Il a également souscrit une assurance panne mécanique auprès de la société Opteven.
Quelques jours après l’achat du véhicule, Monsieur [U] [H] a constaté de nombreuses
anomalies, et notamment le cuir du tableau de bord qui se décolle, des tremblements empêchant l’utilisation normale du véhicule, un problème d’équilibrage, et le véhicule qui s’affaisse sur l’arrière.
Le 16 octobre 2023, Monsieur [U] [H] a été contraint de faire remplacer les quatre pneus.
Le 2 novembre 2023, il a fait procéder au rééquilibrage du véhicule.
Le 9 novembre 2023, le garage ML Auto a effectué un remplacement du boudin de suspension
arrière. À cette occasion, le technicien a été contraint de changer les disques et plaquettes avant, du fait d’un mauvais montage, et a observé un problème concernant l’injection de l’AD Blue.
Malgré ces interventions, le problème de tremblement a persisté.

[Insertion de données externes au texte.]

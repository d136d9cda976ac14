//! Shell command grammar
//!
//! One command per line. `<who>` is a 1-based position in the current turn
//! order, a combatant name (case-insensitive), or `.` for the selection.

use crate::initiative::ActionCost;

/// Reference to a combatant as typed by the user
#[derive(Debug, Clone, PartialEq, Eq)]
pub enum Target {
    Position(usize),
    Name(String),
    Selected,
}

impl Target {
    fn parse(token: &str) -> Self {
        if token == "." {
            return Target::Selected;
        }
        match token.parse::<usize>() {
            Ok(position) => Target::Position(position),
            Err(_) => Target::Name(token.to_string()),
        }
    }
}

#[derive(Debug, Clone, PartialEq, Eq)]
pub enum Command {
    Add {
        name: String,
        dexterity: Option<i32>,
        modifier: Option<i32>,
        is_pc: bool,
    },
    Roll(Target),
    RollAll,
    Act { who: Target, cost: ActionCost },
    Interrupt,
    Adjust { who: Target, delta: i32 },
    Overexert(Target),
    Haste(Target),
    Exhaustion { who: Target, delta: i32 },
    Notes { who: Target, text: String },
    Remove(Target),
    Select(Target),
    Deselect,
    Round,
    History,
    Clear,
    Reset,
    Status,
    Json,
    Help,
    Quit,
}

pub const HELP: &str = "\
Commands:
  add <name> [dex] [mod] [pc]   - Add a combatant (mod derives from dex)
  roll <who> / rollall          - Roll initiative
  act <who> <action|cost>       - Spend initiative (action, bonus, reaction, dodge,
                                  interact, 5ft, half, full, double, attack..attack4)
  interrupt                     - Toggle interrupt mode (+2, Reaction/Dodge exempt)
  adjust <who> <delta>          - Nudge initiative
  overexert <who>               - +8 initiative, +1 exhaustion (once per round)
  haste <who>                   - Toggle haste (double round gain)
  exhaustion <who> <delta>      - Adjust exhaustion
  notes <who> <text>            - Replace notes
  remove <who>                  - Remove from combat
  select <who> / deselect       - Choose the combatant '.' refers to
  round / r                     - New round (+8 initiative each)
  history / clear               - Show / clear the combat log
  reset                         - Remove everything (asks first)
  status / s, json              - Show the tracker
  quit / q                      - Exit
<who> is a position in turn order, a name, or '.' for the selection.";

pub fn parse_command(input: &str) -> Result<Command, String> {
    let input = input.trim();
    let (verb, rest) = match input.split_once(char::is_whitespace) {
        Some((verb, rest)) => (verb, rest.trim()),
        None => (input, ""),
    };
    let args: Vec<&str> = rest.split_whitespace().collect();

    match verb.to_lowercase().as_str() {
        "add" => parse_add(&args),
        "roll" => Ok(Command::Roll(one_target(&args, "roll <who>")?)),
        "rollall" => Ok(Command::RollAll),
        "act" => {
            let [who, cost] = args[..] else {
                return Err("Usage: act <who> <action|cost>".into());
            };
            Ok(Command::Act {
                who: Target::parse(who),
                cost: cost.parse()?,
            })
        }
        "interrupt" | "i" => Ok(Command::Interrupt),
        "adjust" => {
            let (who, delta) = target_and_number(&args, "adjust <who> <delta>")?;
            Ok(Command::Adjust { who, delta })
        }
        "overexert" => Ok(Command::Overexert(one_target(&args, "overexert <who>")?)),
        "haste" => Ok(Command::Haste(one_target(&args, "haste <who>")?)),
        "exhaustion" => {
            let (who, delta) = target_and_number(&args, "exhaustion <who> <delta>")?;
            Ok(Command::Exhaustion { who, delta })
        }
        "notes" => {
            let Some(who) = args.first() else {
                return Err("Usage: notes <who> <text>".into());
            };
            let text = rest[who.len()..].trim().to_string();
            Ok(Command::Notes {
                who: Target::parse(who),
                text,
            })
        }
        "remove" => Ok(Command::Remove(one_target(&args, "remove <who>")?)),
        "select" => Ok(Command::Select(one_target(&args, "select <who>")?)),
        "deselect" => Ok(Command::Deselect),
        "round" | "r" => Ok(Command::Round),
        "history" | "h" => Ok(Command::History),
        "clear" => Ok(Command::Clear),
        "reset" => Ok(Command::Reset),
        "status" | "s" => Ok(Command::Status),
        "json" => Ok(Command::Json),
        "help" | "?" => Ok(Command::Help),
        "quit" | "q" => Ok(Command::Quit),
        "" => Err("Empty command".into()),
        other => Err(format!("Unknown command '{}'. Type 'help'.", other)),
    }
}

/// `add <name words...> [dex] [mod] [pc]`
fn parse_add(args: &[&str]) -> Result<Command, String> {
    let name_len = args
        .iter()
        .position(|a| a.parse::<i32>().is_ok() || a.eq_ignore_ascii_case("pc"))
        .unwrap_or(args.len());
    let name = args[..name_len].join(" ");
    if name.is_empty() {
        return Err("Usage: add <name> [dex] [mod] [pc]".into());
    }

    let mut numbers = Vec::new();
    let mut is_pc = false;
    for arg in &args[name_len..] {
        if arg.eq_ignore_ascii_case("pc") {
            is_pc = true;
        } else {
            numbers.push(
                arg.parse::<i32>()
                    .map_err(|_| format!("Expected a number, got '{}'", arg))?,
            );
        }
    }
    if numbers.len() > 2 {
        return Err("Usage: add <name> [dex] [mod] [pc]".into());
    }

    Ok(Command::Add {
        name,
        dexterity: numbers.first().copied(),
        modifier: numbers.get(1).copied(),
        is_pc,
    })
}

fn one_target(args: &[&str], usage: &str) -> Result<Target, String> {
    match args {
        [who] => Ok(Target::parse(who)),
        _ => Err(format!("Usage: {}", usage)),
    }
}

fn target_and_number(args: &[&str], usage: &str) -> Result<(Target, i32), String> {
    let [who, number] = args else {
        return Err(format!("Usage: {}", usage));
    };
    let number = number
        .parse::<i32>()
        .map_err(|_| format!("Expected a number, got '{}'", number))?;
    Ok((Target::parse(who), number))
}
//! Core type definitions used throughout the codebase

use serde::{Deserialize, Serialize};
use std::fmt;
use uuid::Uuid;

/// Unique identifier for combatants
///
/// Assigned once by the registry and never reused, so a stale id held by the
/// shell can only ever miss, never alias a different combatant.
#[derive(Debug, Clone, Copy, PartialEq, Eq, Hash, Serialize, Deserialize)]
pub struct CombatantId(pub Uuid);

impl CombatantId {
    pub fn new() -> Self {
        Self(Uuid::new_v4())
    }
}

impl Default for CombatantId {
    fn default() -> Self {
        Self::new()
    }
}

impl fmt::Display for CombatantId {
    fn fmt(&self, f: &mut fmt::Formatter<'_>) -> fmt::Result {
        write!(f, "{}", self.0.simple())
    }
}

/// Round counter (starts at 1)
pub type Round = u32;
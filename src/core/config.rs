//! Rules configuration with documented constants
//!
//! All initiative-economy numbers are collected here. The defaults are the
//! ready-up house rules; a TOML file can override any subset of them.

use serde::{Deserialize, Serialize};
use std::fs;
use std::path::Path;

use crate::core::error::{Result, TrackerError};

/// Initiative ceiling. Also the value a natural 20 snaps to.
pub const INITIATIVE_MAX: u32 = 25;

/// Numeric rules of the initiative economy
#[derive(Debug, Clone, PartialEq, Eq, Serialize, Deserialize)]
#[serde(default)]
pub struct RulesConfig {
    /// Upper bound of every combatant's initiative
    ///
    /// Nothing can push initiative past this value: rolls, round gains,
    /// overexertion and manual nudges all clamp to it.
    pub initiative_max: u32,

    /// Faces on the initiative die
    ///
    /// Rolling the top face is a critical: initiative snaps to
    /// `initiative_max` regardless of modifier.
    pub die_sides: u32,

    /// Initiative gained by every combatant when a round begins
    pub round_gain: u32,

    /// Multiplier applied to `round_gain` for hasted combatants
    ///
    /// Haste affects replenishment only, never action costs.
    pub haste_multiplier: u32,

    /// Initiative gained by overexerting (once per round)
    pub overexert_gain: u32,

    /// Exhaustion levels taken by overexerting
    pub overexert_exhaustion: u32,

    /// Extra cost charged for acting in interrupt mode
    ///
    /// Reaction and Dodge are exempt.
    pub interrupt_surcharge: u32,

    /// Dexterity a new combatant draft starts with
    pub default_dexterity: i32,
}

impl Default for RulesConfig {
    fn default() -> Self {
        Self {
            initiative_max: INITIATIVE_MAX,
            die_sides: 20,
            round_gain: 8,
            haste_multiplier: 2,
            overexert_gain: 8,
            overexert_exhaustion: 1,
            interrupt_surcharge: 2,
            default_dexterity: 10,
        }
    }
}

impl RulesConfig {
    /// Create a new config with default values
    pub fn new() -> Self {
        Self::default()
    }

    /// Per-round gain for a combatant, accounting for haste
    pub fn round_gain_for(&self, hasted: bool) -> u32 {
        if hasted {
            self.round_gain.saturating_mul(self.haste_multiplier)
        } else {
            self.round_gain
        }
    }

    /// Validate configuration for internal consistency
    pub fn validate(&self) -> std::result::Result<(), String> {
        if self.initiative_max == 0 {
            return Err("initiative_max must be at least 1".into());
        }

        if self.die_sides < 2 {
            return Err(format!("die_sides ({}) must be at least 2", self.die_sides));
        }

        if self.haste_multiplier == 0 {
            return Err("haste_multiplier must be at least 1".into());
        }

        if self.round_gain > self.initiative_max {
            return Err(format!(
                "round_gain ({}) should be <= initiative_max ({})",
                self.round_gain, self.initiative_max
            ));
        }

        Ok(())
    }
}

/// Parse rules from TOML text; missing keys fall back to the defaults
pub fn parse_rules(content: &str) -> Result<RulesConfig> {
    let rules: RulesConfig = toml::from_str(content)?;
    rules.validate().map_err(TrackerError::InvalidRules)?;
    Ok(rules)
}

/// Load rules from a TOML file
pub fn load_rules(path: &Path) -> Result<RulesConfig> {
    let content = fs::read_to_string(path)?;
    let rules = parse_rules(&content)?;
    tracing::info!(path = %path.display(), "Loaded rules");
    Ok(rules)
}
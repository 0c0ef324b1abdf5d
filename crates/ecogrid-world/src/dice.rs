//! Source of every random decision in the simulation.
//!
//! All rolls go through [`Dice`] so that a run can be reproduced from a seed
//! and individual scenarios can pin specific outcomes with [`ScriptedDice`].

use rand::{Rng, SeedableRng};
use rand_chacha::ChaCha8Rng;
use std::collections::VecDeque;

pub trait Dice {
    /// Uniform integer in `[low, high)`. Returns `low` for an empty range.
    fn int(&mut self, low: i32, high: i32) -> i32;

    /// Uniform real in `[0, 1)`.
    fn unit(&mut self) -> f64;

    /// Fair coin.
    fn flip(&mut self) -> bool {
        self.int(0, 2) == 1
    }

    /// `true` with probability `1 / n`.
    fn one_in(&mut self, n: i32) -> bool {
        self.int(0, n) == 0
    }
}

/// Seeded ChaCha8 dice used for real runs.
#[derive(Debug, Clone)]
pub struct SeededDice {
    rng: ChaCha8Rng,
}

impl SeededDice {
    pub fn new(seed: u64) -> Self {
        Self {
            rng: ChaCha8Rng::seed_from_u64(seed),
        }
    }
}

impl Dice for SeededDice {
    fn int(&mut self, low: i32, high: i32) -> i32 {
        if high <= low {
            return low;
        }
        self.rng.gen_range(low..high)
    }

    fn unit(&mut self) -> f64 {
        self.rng.gen::<f64>()
    }
}

/// Dice that replay queued values before falling back to a seeded stream.
///
/// Queued integers are returned verbatim (they are not checked against the
/// requested range), which lets scenarios force exact rolls.
#[derive(Debug, Clone)]
pub struct ScriptedDice {
    ints: VecDeque<i32>,
    units: VecDeque<f64>,
    fallback: SeededDice,
}

impl ScriptedDice {
    pub fn new(ints: impl IntoIterator<Item = i32>) -> Self {
        Self {
            ints: ints.into_iter().collect(),
            units: VecDeque::new(),
            fallback: SeededDice::new(0),
        }
    }

    pub fn with_units(mut self, units: impl IntoIterator<Item = f64>) -> Self {
        self.units.extend(units);
        self
    }

    pub fn push_int(&mut self, value: i32) {
        self.ints.push_back(value);
    }

    /// Number of queued integers not consumed yet.
    pub fn remaining(&self) -> usize {
        self.ints.len()
    }
}

impl Dice for ScriptedDice {
    fn int(&mut self, low: i32, high: i32) -> i32 {
        match self.ints.pop_front() {
            Some(value) => value,
            None => self.fallback.int(low, high),
        }
    }

    fn unit(&mut self) -> f64 {
        match self.units.pop_front() {
            Some(value) => value,
            None => self.fallback.unit(),
        }
    }
}

#[cfg(test)]
mod tests {
    use super::*;

    #[test]
    fn test_seeded_dice_is_reproducible() {
        let mut a = SeededDice::new(42);
        let mut b = SeededDice::new(42);
        let rolls_a: Vec<i32> = (0..20).map(|_| a.int(0, 100)).collect();
        let rolls_b: Vec<i32> = (0..20).map(|_| b.int(0, 100)).collect();
        assert_eq!(rolls_a, rolls_b);
        assert!(rolls_a.iter().all(|r| (0..100).contains(r)));
    }

    #[test]
    fn test_empty_range_returns_low() {
        let mut dice = SeededDice::new(1);
        assert_eq!(dice.int(3, 3), 3);
        assert_eq!(dice.int(5, 2), 5);
    }

    #[test]
    fn test_scripted_dice_replays_then_falls_back() {
        let mut dice = ScriptedDice::new([7, 1, 0]);
        assert_eq!(dice.int(0, 100), 7);
        assert!(dice.flip());
        assert!(dice.one_in(10));
        assert_eq!(dice.remaining(), 0);

        let roll = dice.int(10, 20);
        assert!((10..20).contains(&roll));
    }
}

Monsieur [U] [H] a été contraint de réaliser plusieurs opérations de rééquilibrage.
Monsieur [U] [H] a sollicité la prise en charge par la garantie souscrite auprès d’Opteven Services, qui a décliné toute garantie sur la prise en charge du remplacement des boudins de suspension et du remplacement du module SCR, et a confirmé la prise en charge partielle du remplacement de l’arbre de transmission avant pour un montant de 643,44€.
Le 20 décembre 2023, Monsieur [U] [H] a fait appel à un professionnel de l’automobile
pour procéder à une recherche de panne dans l’optique de trouver l’origine des tremblements du véhicule.
Le technicien a détecté une anomalie affectant l’arbre de transmission avant, ainsi qu’un problème affectant le système ADBLU présent depuis longtemps sur le véhicule et nécessitant le remplacement du module SCR.
Le 27 décembre 2023, Monsieur [U] [H] a contacté le garage Alloveo pour trouver une solution à l’amiable, en vain.
Une expertise amiable a été mise en place et confiée au cabinet Groupe expertises services.
Le rapport d’expertise déposé le 15 avril 2024 conclut que le véhicule est sujet à des vibrations qui le rendent inconfortable voire nocif lors de trajets de plus de 15 minutes, que les vibrations ressenties sont provoquées par la transmission arrière et/ ou la boîte de transfert, et qu’il est justifié de réclamer la prise en charge des contrôles et des réparations déjà engagées et celles qui sont à prévoir selon les devis transmis par le réparateur.
Le 18 avril 2024, Monsieur [U] [H], par l’intermédiaire d’un commissaire de justice, a mis en demeure le garage Alloveo de procéder à l’indemnisation de ses préjudices à hauteur de 7.469 € et à la somme de 1.199 € pour les frais engagés, en vain.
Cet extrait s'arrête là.